======== The records

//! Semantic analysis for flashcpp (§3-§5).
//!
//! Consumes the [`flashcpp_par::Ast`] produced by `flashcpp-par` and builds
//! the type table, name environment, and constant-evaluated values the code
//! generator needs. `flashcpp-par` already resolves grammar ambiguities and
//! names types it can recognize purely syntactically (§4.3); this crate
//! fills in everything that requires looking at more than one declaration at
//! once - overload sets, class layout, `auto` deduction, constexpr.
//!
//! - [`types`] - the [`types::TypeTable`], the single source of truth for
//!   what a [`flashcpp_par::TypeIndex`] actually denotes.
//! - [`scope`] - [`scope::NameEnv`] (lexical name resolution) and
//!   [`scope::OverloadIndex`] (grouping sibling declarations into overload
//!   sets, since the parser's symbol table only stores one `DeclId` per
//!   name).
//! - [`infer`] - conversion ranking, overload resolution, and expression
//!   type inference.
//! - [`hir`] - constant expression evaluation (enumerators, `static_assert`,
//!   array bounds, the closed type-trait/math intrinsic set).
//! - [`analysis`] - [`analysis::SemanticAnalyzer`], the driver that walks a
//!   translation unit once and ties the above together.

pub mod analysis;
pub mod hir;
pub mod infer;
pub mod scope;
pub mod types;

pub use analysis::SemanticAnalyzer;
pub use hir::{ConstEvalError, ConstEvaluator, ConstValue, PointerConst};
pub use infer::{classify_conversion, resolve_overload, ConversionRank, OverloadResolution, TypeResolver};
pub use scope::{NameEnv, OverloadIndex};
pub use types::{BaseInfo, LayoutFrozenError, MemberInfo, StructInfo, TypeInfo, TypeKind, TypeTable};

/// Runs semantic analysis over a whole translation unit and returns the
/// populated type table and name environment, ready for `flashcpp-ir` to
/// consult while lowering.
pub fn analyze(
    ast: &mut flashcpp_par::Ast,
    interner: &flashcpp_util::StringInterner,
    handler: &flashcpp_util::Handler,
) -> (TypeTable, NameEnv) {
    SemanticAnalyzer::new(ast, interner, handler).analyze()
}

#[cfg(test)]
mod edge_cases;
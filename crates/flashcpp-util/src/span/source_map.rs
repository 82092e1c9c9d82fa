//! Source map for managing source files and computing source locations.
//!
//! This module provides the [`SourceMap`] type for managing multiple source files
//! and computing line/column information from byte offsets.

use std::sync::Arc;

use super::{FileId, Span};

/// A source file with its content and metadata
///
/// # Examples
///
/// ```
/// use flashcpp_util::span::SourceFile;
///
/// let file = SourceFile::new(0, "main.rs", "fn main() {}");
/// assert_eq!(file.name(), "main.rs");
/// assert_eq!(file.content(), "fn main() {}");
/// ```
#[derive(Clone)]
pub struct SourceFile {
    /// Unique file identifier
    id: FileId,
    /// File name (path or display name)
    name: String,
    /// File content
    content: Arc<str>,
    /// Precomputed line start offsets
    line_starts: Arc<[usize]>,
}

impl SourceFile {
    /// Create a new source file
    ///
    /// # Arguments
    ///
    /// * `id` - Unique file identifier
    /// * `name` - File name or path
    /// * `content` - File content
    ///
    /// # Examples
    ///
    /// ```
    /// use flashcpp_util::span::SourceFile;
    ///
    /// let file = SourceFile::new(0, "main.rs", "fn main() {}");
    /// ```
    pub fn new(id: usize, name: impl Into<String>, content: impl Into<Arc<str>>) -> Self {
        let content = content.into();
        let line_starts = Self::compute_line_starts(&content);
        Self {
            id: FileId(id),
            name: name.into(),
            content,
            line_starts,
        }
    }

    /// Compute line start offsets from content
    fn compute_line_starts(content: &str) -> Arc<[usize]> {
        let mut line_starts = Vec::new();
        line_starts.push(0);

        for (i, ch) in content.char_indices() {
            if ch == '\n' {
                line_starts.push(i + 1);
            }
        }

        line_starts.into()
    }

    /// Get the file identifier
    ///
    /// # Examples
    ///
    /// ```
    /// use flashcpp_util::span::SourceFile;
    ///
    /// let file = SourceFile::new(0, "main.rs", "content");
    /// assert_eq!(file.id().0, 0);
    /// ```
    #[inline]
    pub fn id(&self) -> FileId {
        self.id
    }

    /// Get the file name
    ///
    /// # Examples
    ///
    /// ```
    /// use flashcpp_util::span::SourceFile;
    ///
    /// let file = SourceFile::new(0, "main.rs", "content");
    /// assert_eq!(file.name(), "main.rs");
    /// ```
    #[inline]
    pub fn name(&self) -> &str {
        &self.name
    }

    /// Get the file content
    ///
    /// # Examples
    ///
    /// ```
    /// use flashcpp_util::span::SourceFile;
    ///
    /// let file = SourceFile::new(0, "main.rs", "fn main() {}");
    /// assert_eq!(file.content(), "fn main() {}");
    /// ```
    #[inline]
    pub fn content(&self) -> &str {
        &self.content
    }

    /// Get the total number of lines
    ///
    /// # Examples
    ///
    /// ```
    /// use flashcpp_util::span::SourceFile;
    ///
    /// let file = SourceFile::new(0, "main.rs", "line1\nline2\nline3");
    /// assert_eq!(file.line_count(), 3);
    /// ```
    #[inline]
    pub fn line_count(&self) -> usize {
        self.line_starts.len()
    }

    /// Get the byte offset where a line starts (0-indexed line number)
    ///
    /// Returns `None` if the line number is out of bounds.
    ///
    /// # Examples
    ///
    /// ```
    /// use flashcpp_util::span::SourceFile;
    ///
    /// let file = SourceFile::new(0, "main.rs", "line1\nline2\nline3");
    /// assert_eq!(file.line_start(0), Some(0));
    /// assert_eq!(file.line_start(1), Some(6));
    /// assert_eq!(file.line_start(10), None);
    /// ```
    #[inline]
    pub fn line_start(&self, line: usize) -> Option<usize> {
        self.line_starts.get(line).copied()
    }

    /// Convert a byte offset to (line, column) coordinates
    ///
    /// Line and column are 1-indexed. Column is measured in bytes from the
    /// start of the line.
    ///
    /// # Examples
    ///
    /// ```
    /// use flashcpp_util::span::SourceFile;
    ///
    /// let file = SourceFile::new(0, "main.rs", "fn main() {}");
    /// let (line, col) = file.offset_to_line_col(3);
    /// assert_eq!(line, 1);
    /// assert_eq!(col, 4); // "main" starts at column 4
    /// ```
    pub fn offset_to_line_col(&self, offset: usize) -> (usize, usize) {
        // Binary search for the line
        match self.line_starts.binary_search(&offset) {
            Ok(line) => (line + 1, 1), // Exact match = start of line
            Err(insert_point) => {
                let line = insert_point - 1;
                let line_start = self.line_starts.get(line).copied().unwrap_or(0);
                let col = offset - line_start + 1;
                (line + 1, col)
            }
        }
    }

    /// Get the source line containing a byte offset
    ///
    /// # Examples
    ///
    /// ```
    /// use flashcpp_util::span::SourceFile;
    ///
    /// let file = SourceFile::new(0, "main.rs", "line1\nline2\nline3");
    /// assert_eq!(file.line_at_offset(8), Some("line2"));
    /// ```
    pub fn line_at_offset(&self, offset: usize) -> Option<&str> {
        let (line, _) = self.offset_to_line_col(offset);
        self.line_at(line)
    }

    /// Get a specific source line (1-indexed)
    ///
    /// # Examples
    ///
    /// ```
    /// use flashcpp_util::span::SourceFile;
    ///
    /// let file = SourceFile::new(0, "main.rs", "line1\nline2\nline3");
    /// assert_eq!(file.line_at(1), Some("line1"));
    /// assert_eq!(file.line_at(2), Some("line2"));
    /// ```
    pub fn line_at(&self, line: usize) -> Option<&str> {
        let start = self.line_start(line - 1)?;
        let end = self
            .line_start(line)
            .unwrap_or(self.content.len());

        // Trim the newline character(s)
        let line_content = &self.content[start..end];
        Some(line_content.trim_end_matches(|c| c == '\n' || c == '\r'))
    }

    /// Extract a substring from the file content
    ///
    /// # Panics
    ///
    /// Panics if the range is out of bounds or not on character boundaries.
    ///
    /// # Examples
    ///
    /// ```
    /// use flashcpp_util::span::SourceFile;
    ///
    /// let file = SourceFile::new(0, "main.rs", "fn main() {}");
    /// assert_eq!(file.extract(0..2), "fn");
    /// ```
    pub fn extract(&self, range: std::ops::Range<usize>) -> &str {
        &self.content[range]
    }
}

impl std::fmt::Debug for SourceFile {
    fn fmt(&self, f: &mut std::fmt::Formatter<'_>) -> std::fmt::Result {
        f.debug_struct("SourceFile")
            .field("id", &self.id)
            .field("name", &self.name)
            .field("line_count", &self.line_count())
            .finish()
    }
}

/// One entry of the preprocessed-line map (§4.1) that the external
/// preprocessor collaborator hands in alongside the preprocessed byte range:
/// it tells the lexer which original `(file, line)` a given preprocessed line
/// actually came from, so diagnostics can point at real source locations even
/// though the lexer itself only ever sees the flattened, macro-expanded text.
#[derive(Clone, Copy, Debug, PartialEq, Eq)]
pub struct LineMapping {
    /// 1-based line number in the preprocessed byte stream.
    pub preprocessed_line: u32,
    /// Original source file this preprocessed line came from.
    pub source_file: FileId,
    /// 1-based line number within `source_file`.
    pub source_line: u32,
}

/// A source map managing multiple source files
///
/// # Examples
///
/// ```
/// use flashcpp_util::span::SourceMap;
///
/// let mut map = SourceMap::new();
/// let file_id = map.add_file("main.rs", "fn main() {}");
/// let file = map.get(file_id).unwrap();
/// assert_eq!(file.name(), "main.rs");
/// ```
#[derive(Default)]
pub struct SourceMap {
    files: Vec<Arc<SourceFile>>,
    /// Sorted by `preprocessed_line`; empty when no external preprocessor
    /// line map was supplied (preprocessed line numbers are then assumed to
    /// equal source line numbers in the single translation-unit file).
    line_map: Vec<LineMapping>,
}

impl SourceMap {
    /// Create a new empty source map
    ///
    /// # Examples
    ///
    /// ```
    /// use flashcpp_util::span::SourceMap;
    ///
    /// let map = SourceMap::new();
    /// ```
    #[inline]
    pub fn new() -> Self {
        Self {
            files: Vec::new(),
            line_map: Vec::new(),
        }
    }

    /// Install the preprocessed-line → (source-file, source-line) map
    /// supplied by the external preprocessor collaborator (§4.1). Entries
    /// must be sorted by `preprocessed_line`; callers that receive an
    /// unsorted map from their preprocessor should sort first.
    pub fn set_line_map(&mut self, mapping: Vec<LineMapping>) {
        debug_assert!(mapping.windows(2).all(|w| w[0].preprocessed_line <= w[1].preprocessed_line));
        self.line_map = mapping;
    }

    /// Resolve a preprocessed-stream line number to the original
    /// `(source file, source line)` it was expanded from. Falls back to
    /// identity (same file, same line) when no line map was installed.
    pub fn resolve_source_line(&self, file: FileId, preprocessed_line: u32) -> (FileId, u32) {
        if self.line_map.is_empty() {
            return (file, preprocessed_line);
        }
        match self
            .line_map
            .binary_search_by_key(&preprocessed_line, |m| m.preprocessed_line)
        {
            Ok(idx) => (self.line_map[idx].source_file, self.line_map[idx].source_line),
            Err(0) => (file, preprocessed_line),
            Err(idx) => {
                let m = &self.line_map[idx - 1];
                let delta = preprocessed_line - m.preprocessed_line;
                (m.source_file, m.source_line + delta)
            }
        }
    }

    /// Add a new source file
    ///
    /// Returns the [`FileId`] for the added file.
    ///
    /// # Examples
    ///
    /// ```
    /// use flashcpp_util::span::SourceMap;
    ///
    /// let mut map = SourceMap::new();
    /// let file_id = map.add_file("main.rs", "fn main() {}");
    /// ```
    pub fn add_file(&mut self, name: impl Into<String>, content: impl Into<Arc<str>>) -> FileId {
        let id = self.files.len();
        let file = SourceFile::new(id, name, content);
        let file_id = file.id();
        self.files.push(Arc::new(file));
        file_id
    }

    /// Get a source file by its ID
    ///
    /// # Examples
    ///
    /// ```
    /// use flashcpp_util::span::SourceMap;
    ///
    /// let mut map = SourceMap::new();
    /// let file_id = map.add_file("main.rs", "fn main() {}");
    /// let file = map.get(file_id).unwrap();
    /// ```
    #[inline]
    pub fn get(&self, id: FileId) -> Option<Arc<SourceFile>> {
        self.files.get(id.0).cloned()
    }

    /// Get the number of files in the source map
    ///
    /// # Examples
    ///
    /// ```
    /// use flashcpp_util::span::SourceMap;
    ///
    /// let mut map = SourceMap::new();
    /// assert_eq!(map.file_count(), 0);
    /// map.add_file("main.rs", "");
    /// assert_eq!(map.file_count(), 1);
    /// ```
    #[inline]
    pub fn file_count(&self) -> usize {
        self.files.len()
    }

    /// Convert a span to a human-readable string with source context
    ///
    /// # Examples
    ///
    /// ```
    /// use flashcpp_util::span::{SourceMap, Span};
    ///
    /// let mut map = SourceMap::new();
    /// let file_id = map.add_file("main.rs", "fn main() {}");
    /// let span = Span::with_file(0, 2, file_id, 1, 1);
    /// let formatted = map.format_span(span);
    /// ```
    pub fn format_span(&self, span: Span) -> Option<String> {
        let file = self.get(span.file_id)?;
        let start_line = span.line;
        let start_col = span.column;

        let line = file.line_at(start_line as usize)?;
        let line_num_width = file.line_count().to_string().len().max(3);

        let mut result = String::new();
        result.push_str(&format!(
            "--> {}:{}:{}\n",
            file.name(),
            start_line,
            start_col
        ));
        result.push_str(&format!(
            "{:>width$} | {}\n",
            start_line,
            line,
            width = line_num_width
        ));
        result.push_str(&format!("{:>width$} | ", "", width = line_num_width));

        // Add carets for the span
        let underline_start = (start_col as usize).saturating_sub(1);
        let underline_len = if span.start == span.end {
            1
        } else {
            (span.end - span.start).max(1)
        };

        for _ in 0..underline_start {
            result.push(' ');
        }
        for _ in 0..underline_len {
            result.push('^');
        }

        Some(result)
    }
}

================

Reproduce the lines above, beginning at the line with "from the file content" and stopping after the line with "#[derive(Clone, Copy, Debug, PartialEq, Eq)]", exactly as they are.

    /// Extract a substring from the file content
    ///
    /// # Panics
    ///
    /// Panics if the range is out of bounds or not on character boundaries.
    ///
    /// # Examples
    ///
    /// ```
    /// use flashcpp_util::span::SourceFile;
    ///
    /// let file = SourceFile::new(0, "main.rs", "fn main() {}");
    /// assert_eq!(file.extract(0..2), "fn");
    /// ```
    pub fn extract(&self, range: std::ops::Range<usize>) -> &str {
        &self.content[range]
    }
}

impl std::fmt::Debug for SourceFile {
    fn fmt(&self, f: &mut std::fmt::Formatter<'_>) -> std::fmt::Result {
        f.debug_struct("SourceFile")
            .field("id", &self.id)
            .field("name", &self.name)
            .field("line_count", &self.line_count())
            .finish()
    }
}

/// One entry of the preprocessed-line map (§4.1) that the external
/// preprocessor collaborator hands in alongside the preprocessed byte range:
/// it tells the lexer which original `(file, line)` a given preprocessed line
/// actually came from, so diagnostics can point at real source locations even
/// though the lexer itself only ever sees the flattened, macro-expanded text.
#[derive(Clone, Copy, Debug, PartialEq, Eq)]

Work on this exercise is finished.